Your instructions -
Go through the records and show each line where the word "into" occurs.

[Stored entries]
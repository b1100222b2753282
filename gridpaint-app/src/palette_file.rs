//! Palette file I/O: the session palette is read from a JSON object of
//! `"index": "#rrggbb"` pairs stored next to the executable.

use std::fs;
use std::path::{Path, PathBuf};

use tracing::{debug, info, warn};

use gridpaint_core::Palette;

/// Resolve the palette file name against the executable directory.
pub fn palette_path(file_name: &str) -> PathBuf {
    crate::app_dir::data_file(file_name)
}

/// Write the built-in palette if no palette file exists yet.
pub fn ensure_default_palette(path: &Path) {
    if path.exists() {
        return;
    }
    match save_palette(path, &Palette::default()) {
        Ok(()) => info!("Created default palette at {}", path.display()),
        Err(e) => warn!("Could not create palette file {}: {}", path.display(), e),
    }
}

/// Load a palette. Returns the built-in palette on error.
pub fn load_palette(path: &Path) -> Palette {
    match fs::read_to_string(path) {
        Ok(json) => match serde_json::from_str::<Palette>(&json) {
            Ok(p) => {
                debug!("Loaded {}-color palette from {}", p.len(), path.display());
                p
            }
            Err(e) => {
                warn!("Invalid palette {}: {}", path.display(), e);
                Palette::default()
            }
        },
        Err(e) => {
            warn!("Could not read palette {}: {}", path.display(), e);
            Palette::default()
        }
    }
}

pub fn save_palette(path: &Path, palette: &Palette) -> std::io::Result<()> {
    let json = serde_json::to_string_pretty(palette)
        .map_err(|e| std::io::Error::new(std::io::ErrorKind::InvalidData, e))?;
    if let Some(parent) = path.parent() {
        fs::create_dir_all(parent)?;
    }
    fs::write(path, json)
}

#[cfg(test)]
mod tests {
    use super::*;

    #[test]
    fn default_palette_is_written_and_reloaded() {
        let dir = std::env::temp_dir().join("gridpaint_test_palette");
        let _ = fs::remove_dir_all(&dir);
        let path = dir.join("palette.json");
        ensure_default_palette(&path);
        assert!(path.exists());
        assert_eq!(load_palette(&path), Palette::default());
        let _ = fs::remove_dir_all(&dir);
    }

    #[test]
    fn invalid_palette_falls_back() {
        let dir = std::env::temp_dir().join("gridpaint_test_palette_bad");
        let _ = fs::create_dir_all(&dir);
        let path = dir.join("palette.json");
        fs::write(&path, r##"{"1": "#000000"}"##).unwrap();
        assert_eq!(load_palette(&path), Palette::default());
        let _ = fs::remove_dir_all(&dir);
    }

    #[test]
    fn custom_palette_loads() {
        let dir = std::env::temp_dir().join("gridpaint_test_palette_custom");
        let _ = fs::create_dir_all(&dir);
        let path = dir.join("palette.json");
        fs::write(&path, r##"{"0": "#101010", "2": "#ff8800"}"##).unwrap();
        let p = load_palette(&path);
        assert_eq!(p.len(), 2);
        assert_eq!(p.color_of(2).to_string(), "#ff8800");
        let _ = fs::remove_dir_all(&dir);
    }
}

* * *

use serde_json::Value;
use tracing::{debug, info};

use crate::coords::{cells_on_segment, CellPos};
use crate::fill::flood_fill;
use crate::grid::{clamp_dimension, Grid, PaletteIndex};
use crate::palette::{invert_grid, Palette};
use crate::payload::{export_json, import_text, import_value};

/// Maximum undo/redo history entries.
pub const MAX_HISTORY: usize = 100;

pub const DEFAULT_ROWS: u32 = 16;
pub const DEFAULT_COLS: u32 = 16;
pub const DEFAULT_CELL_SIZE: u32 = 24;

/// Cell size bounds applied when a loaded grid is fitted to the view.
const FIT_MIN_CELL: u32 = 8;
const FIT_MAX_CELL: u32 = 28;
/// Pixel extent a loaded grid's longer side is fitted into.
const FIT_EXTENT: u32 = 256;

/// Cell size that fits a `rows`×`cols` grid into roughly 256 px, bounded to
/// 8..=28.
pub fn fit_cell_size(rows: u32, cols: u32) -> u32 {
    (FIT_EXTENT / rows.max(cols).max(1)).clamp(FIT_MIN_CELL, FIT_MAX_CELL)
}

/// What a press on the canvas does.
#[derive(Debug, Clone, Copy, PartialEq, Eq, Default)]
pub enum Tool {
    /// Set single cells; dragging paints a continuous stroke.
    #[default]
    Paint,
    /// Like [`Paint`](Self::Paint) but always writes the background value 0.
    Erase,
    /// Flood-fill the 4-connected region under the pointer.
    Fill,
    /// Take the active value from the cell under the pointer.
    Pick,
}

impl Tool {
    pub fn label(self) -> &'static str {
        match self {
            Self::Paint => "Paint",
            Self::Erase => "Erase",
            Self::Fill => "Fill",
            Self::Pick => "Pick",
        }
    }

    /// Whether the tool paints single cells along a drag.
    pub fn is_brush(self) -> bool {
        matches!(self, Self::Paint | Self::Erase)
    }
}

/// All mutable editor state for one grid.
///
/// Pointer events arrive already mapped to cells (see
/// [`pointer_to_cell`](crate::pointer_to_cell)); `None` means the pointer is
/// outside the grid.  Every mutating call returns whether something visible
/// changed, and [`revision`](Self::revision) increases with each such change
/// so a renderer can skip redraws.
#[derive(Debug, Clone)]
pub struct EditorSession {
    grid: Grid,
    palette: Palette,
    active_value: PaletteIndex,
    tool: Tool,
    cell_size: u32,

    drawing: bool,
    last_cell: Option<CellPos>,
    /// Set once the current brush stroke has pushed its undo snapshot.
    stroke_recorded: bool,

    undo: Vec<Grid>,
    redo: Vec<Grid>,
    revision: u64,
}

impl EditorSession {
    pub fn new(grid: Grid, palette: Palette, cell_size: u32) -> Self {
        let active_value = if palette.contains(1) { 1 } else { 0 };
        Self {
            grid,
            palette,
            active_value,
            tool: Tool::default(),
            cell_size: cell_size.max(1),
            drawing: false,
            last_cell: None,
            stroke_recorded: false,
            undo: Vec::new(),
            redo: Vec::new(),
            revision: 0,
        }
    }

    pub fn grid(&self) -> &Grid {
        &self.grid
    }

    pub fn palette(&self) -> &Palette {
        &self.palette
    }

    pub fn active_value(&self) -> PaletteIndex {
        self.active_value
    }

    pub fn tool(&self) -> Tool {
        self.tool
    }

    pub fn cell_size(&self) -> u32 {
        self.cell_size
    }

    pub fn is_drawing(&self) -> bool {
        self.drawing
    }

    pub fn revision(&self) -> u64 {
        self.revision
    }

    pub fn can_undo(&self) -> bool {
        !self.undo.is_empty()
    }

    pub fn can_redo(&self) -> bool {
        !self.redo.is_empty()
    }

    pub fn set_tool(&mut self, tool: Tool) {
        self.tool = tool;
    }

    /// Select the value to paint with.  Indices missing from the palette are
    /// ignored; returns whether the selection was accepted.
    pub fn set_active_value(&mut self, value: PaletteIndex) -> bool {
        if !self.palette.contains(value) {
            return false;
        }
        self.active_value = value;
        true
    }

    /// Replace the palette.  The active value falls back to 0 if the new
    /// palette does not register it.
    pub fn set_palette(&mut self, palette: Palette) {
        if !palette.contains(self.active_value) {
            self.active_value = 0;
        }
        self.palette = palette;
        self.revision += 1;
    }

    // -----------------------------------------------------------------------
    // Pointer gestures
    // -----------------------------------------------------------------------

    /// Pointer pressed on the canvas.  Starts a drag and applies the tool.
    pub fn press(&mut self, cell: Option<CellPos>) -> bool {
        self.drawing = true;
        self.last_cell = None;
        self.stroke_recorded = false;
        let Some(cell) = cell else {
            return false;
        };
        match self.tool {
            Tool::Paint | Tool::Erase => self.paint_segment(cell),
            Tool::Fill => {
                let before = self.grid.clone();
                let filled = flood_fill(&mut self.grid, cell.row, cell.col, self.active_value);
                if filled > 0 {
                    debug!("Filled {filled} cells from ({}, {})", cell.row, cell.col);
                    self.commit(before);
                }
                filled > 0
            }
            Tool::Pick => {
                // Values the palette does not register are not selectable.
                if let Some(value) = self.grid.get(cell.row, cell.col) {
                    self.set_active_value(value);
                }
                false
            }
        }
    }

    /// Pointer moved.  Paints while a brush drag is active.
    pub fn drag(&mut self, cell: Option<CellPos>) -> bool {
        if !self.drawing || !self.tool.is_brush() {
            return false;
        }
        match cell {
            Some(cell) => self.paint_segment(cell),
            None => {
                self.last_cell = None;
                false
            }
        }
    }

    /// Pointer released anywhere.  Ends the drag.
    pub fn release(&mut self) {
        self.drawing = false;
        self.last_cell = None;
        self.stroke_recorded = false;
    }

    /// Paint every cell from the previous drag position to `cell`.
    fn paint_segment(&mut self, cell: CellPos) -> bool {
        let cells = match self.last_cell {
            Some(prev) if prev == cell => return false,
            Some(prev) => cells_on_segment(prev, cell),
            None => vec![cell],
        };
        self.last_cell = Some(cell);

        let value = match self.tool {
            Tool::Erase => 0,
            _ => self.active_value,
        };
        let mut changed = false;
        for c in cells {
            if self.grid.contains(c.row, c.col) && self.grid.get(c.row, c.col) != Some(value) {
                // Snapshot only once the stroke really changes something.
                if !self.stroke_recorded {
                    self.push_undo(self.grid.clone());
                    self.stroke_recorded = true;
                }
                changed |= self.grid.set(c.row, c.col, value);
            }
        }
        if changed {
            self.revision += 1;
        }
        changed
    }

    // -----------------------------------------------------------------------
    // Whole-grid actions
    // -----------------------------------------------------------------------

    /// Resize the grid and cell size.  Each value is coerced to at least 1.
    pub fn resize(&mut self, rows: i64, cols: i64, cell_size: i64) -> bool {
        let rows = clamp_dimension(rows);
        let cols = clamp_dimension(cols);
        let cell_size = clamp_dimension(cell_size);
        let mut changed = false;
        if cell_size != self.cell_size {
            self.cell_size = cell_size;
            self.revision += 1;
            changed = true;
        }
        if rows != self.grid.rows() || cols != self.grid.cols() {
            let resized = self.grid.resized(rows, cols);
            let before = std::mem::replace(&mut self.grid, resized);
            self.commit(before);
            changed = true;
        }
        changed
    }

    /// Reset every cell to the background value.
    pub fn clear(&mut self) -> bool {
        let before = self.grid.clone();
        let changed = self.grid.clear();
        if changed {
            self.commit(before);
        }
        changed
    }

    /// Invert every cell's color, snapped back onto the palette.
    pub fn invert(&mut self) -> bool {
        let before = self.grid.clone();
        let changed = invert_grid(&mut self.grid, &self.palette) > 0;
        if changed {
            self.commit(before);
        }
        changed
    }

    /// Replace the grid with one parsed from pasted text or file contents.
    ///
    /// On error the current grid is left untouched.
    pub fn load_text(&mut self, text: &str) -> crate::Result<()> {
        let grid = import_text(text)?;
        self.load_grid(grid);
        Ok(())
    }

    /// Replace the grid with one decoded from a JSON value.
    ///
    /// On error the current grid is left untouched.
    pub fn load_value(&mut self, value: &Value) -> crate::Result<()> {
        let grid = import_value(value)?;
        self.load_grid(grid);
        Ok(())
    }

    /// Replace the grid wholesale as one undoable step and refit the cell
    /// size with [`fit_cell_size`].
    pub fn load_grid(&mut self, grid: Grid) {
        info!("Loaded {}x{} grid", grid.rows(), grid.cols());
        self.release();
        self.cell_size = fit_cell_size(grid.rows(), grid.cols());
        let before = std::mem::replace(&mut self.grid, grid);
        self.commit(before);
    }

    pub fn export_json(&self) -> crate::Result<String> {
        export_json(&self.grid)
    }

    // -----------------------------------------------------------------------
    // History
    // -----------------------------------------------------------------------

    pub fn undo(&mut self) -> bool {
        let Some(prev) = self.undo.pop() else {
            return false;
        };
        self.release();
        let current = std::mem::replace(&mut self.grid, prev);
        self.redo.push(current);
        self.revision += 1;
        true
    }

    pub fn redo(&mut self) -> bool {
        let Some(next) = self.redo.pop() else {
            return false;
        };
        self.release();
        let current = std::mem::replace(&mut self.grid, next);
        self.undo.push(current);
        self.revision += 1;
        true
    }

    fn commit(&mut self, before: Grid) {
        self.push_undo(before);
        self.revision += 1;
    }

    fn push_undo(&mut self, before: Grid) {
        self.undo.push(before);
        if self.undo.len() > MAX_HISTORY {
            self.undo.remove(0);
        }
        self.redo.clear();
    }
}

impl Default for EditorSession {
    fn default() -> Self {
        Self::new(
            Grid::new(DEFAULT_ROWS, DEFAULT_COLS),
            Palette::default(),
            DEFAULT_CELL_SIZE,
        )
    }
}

Written response -
/// Pixel extent a loaded grid's longer side is fitted into.
/// Cell size that fits a `rows`×`cols` grid into roughly 256 px, bounded to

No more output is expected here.